Saved entries
================

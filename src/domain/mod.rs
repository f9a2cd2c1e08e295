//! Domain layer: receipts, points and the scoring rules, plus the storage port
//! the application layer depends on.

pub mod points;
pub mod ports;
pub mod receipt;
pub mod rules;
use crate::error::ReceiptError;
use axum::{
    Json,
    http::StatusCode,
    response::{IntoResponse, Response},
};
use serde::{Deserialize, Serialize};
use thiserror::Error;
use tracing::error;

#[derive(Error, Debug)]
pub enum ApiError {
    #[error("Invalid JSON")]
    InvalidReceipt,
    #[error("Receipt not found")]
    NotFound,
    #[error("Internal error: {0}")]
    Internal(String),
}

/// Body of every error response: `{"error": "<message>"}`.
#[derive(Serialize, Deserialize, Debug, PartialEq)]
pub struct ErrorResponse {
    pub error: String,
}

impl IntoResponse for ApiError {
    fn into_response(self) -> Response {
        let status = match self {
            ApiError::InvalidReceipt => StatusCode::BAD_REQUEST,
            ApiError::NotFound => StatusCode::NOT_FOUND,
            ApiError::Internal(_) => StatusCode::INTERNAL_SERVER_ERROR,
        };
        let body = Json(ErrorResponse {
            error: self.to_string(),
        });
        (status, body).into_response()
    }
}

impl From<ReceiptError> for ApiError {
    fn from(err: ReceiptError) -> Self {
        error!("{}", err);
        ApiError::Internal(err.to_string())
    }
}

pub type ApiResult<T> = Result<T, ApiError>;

================

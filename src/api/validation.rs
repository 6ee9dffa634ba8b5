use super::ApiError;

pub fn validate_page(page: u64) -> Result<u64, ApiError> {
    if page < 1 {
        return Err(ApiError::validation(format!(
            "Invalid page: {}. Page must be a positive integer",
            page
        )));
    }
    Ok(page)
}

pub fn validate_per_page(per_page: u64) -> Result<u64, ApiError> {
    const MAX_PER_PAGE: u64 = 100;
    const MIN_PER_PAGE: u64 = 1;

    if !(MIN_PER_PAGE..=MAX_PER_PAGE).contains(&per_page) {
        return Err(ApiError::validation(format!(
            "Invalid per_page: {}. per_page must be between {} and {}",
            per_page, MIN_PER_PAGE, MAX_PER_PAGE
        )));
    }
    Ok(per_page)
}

================

__Work item__
The number alone is the answer: work out how many lines in the data contain "Serialize".

__Solved exercise__
2